O trabalho em equipe, conscientemente planejado, nos mesmos setores ou em setores
diferenciados, porém interligados, é o que se efetiva quanto cooperação. Reduzindo o
espaço e o tempo de produção, pela "força coletiva" (MARX, 1988, p.375), maximizando
a produtividade. Ainda, nesta mesma 'força coletiva' "a estreiteza e as deficiências do
trabalhador parcial tornam-se perfeições quando ele é parte integrante do trabalho
coletivo" (MARX, 1988, p.400).
Qualifica-se o trabalhador individual pelo trabalho coletivo, reduz o tempo de trabalho e
maximiza a produtividade. Eis as consequências da cooperação do trabalho associado.

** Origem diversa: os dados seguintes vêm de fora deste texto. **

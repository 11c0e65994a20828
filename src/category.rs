//! Category model and the configurable sort modes applied to visible lists.

use std::fmt;
use std::str::FromStr;

use serde::{Deserialize, Deserializer};

/// A named grouping of tags, owned by the host configuration subsystem.
///
/// The menu engine only reads categories; creation and destruction happen in
/// the excluded configuration layer. Identity is the `id` field, compared
/// case-insensitively (see [`Category::key`]).
#[derive(Debug, Clone, PartialEq, Eq)]
pub struct Category {
    /// Unique identifier (config section name).
    pub id: String,
    /// Name shown on the rendered element and used for alphabetical sorting.
    pub display_name: String,
    /// Permission node gating this category, if any. `None` = ungated.
    pub permission: Option<String>,
    /// Global categories aggregate all tags and are exempt from both
    /// permission- and unlocked-filtering.
    pub global: bool,
    /// Optional parent grouping (purely informational for this engine).
    pub parent: Option<String>,
    /// Explicit position used by [`SortType::Custom`].
    pub order: i32,
}

impl Category {
    /// Create a plain (non-global, ungated) category.
    pub fn new(id: impl Into<String>, display_name: impl Into<String>) -> Self {
        Self {
            id: id.into(),
            display_name: display_name.into(),
            permission: None,
            global: false,
            parent: None,
            order: 0,
        }
    }

    /// Create a global category.
    pub fn global(id: impl Into<String>, display_name: impl Into<String>) -> Self {
        Self {
            global: true,
            ..Self::new(id, display_name)
        }
    }

    pub fn with_permission(mut self, permission: impl Into<String>) -> Self {
        self.permission = Some(permission.into());
        self
    }

    pub fn with_parent(mut self, parent: impl Into<String>) -> Self {
        self.parent = Some(parent.into());
        self
    }

    pub fn with_order(mut self, order: i32) -> Self {
        self.order = order;
        self
    }

    /// Case-insensitive identity key, used by the icon cache.
    pub fn key(&self) -> String {
        self.id.to_lowercase()
    }
}

/// Ordering applied to the visible category list.
///
/// Every mode is a deterministic total order: ties are broken by id so two
/// passes over the same input always produce the same sequence.
#[derive(Debug, Clone, Copy, PartialEq, Eq, Default)]
pub enum SortType {
    /// By display name (case-insensitive), ties by id.
    #[default]
    Alphabetical,
    /// By the configured `order` field, ties by id.
    Custom,
    /// Backing-store insertion order, untouched.
    None,
}

impl SortType {
    /// Sort `categories` in place. Stable, so [`SortType::None`] preserves
    /// the input order exactly.
    pub fn sort(self, categories: &mut [Category]) {
        match self {
            SortType::Alphabetical => categories.sort_by(|a, b| {
                a.display_name
                    .to_lowercase()
                    .cmp(&b.display_name.to_lowercase())
                    .then_with(|| a.id.cmp(&b.id))
            }),
            SortType::Custom => {
                categories.sort_by(|a, b| a.order.cmp(&b.order).then_with(|| a.id.cmp(&b.id)));
            }
            SortType::None => {}
        }
    }
}

impl FromStr for SortType {
    type Err = ();

    fn from_str(s: &str) -> Result<Self, Self::Err> {
        match s.to_lowercase().as_str() {
            "alphabetical" => Ok(SortType::Alphabetical),
            "custom" => Ok(SortType::Custom),
            "none" => Ok(SortType::None),
            _ => Err(()),
        }
    }
}

impl fmt::Display for SortType {
    fn fmt(&self, f: &mut fmt::Formatter<'_>) -> fmt::Result {
        let name = match self {
            SortType::Alphabetical => "alphabetical",
            SortType::Custom => "custom",
            SortType::None => "none",
        };
        f.write_str(name)
    }
}

/// An unrecognized sort-type in the config falls back to the default instead
/// of failing the whole menu load.
impl<'de> Deserialize<'de> for SortType {
    fn deserialize<D>(deserializer: D) -> Result<Self, D::Error>
    where
        D: Deserializer<'de>,
    {
        let raw = String::deserialize(deserializer)?;
        Ok(raw.parse().unwrap_or_else(|_| {
            tracing::warn!(value = %raw, "Unknown sort-type, using alphabetical");
            SortType::default()
        }))
    }
}

#[cfg(test)]
mod tests {
    use super::*;
    use pretty_assertions::assert_eq;

    fn ids(categories: &[Category]) -> Vec<&str> {
        categories.iter().map(|c| c.id.as_str()).collect()
    }

    #[test]
    fn test_alphabetical_sorts_by_display_name() {
        let mut cats = vec![
            Category::new("zoo", "Zoo"),
            Category::new("animals", "animals"),
            Category::new("misc", "Misc"),
        ];
        SortType::Alphabetical.sort(&mut cats);
        assert_eq!(ids(&cats), vec!["animals", "misc", "zoo"]);
    }

    #[test]
    fn test_alphabetical_ties_broken_by_id() {
        let mut cats = vec![
            Category::new("b", "Same"),
            Category::new("a", "same"),
        ];
        SortType::Alphabetical.sort(&mut cats);
        assert_eq!(ids(&cats), vec!["a", "b"]);
    }

    #[test]
    fn test_custom_sorts_by_order_then_id() {
        let mut cats = vec![
            Category::new("late", "Late").with_order(5),
            Category::new("b", "B").with_order(1),
            Category::new("a", "A").with_order(1),
        ];
        SortType::Custom.sort(&mut cats);
        assert_eq!(ids(&cats), vec!["a", "b", "late"]);
    }

    #[test]
    fn test_none_preserves_insertion_order() {
        let mut cats = vec![
            Category::new("c", "C"),
            Category::new("a", "A"),
            Category::new("b", "B"),
        ];
        SortType::None.sort(&mut cats);
        assert_eq!(ids(&cats), vec!["c", "a", "b"]);
    }

    #[test]
    fn test_sort_type_parse() {
        assert_eq!("alphabetical".parse(), Ok(SortType::Alphabetical));
        assert_eq!("CUSTOM".parse(), Ok(SortType::Custom));
        assert_eq!("none".parse(), Ok(SortType::None));
        assert_eq!("random".parse::<SortType>(), Err(()));
    }

    #[test]
    fn test_category_key_is_lowercase() {
        assert_eq!(Category::new("VIP", "VIP Tags").key(), "vip");
    }
}
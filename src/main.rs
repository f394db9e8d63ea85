use analyst_kit::app::commands;
use analyst_kit::utils::error::ErrorSeverity;
use analyst_kit::utils::logger;
use analyst_kit::Cli;
use clap::Parser;

fn main() {
    let cli = Cli::parse();

    logger::init_cli_logger(cli.verbose);

    tracing::debug!("Starting analyst-kit");
    if cli.verbose {
        tracing::debug!("CLI args: {:?}", cli);
    }

    if let Err(e) = commands::run(cli) {
        tracing::error!(
            "❌ Command failed: {} (Category: {:?}, Severity: {:?})",
            e,
            e.category(),
            e.severity()
        );
        tracing::debug!("💡 Recovery suggestion: {}", e.recovery_suggestion());

        eprintln!("❌ {}", e.user_friendly_message());
        eprintln!("💡 Suggestion: {}", e.recovery_suggestion());

        let exit_code = match e.severity() {
            ErrorSeverity::Low => 0,
            ErrorSeverity::Medium => 2,
            ErrorSeverity::High => 1,
            ErrorSeverity::Critical => 3,
        };

        if exit_code > 0 {
            std::process::exit(exit_code);
        }
    }
}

Esta realidade objetiva só é possível quando necessidades, limitações, interesses e
intencionalidades são comuns e cotidianos à unidade produtiva familiar ou à produção
associada camponesa.
Para que esta produção associada se efetive os camponeses e camponesas da
comunidade se organizam ou na Associação ou na Igreja para discutirem como, quem
e quando se resultará o trabalho. Organizão está que a Tiriba (2001) chama de
autogestão, uma organização das forçar de trabalho e meio de produção efetivada pelos
próprios trabalhadores e trabalhadoras:
No sentido político, econômico e filosófico, autogestão é um conceito que encerra a ideia de
uma forma de organização social em que os sujeitos tem autonomia e autodeterminação na
gestão do trabalho e em todas as instâncias das relações sociais. Tem como pressuposto
a propriedade comum e a posse dos meios de produção da vida social e, por conseguinte,
o controle coletivo e soberana das relações que os grupos sociais estabelecem com a
natureza e entre si no processo de produção da existência humana. Nesta acepção, a
autogestão tem o ideário da superação das relações de prodão capitalista e a constituição
do socialismo, concebido como uma sociedade autogestioria (TIRIBA, 2008, p. 83).
Autonomia e autodeterminação são conceitos essenciais a uma produção
autogestionada pelos trabalhadores. São estas condições inerentes à autogestão que
afirma o controle coletivo de camponeses e camponesas sobre sua produção.
Ai por exemplo, a gente discute mais na reunião né. Por que a gente já tem sempre aqui
assim, queira ou não nós no mínimo quase que direto duas vez por mês a gente... quando
a gente não vai na reunião da Associação vai nos aviso da... dos culto dominical que é no
domingo, a gente já faz esses acordo né. Já entra nesse consenso (Entrevista com Miro,
07/06/2019).
Nestes dois espaços - Associação e Igreja - os camponeses e camponesas entram em
consenso sobre a produção associada, sobre quais produções irão trabalhar, quem
poderá estar presente na data decidida, sobre qual o objetivo da prodão e como se
fará: "cada um aceita a opinião de outros. Aí se um fala assim, vamos fazer desse jeito
que é melhor aí tudo vai... desse jeito" (Entrevista com Natalino, 07/06/2019).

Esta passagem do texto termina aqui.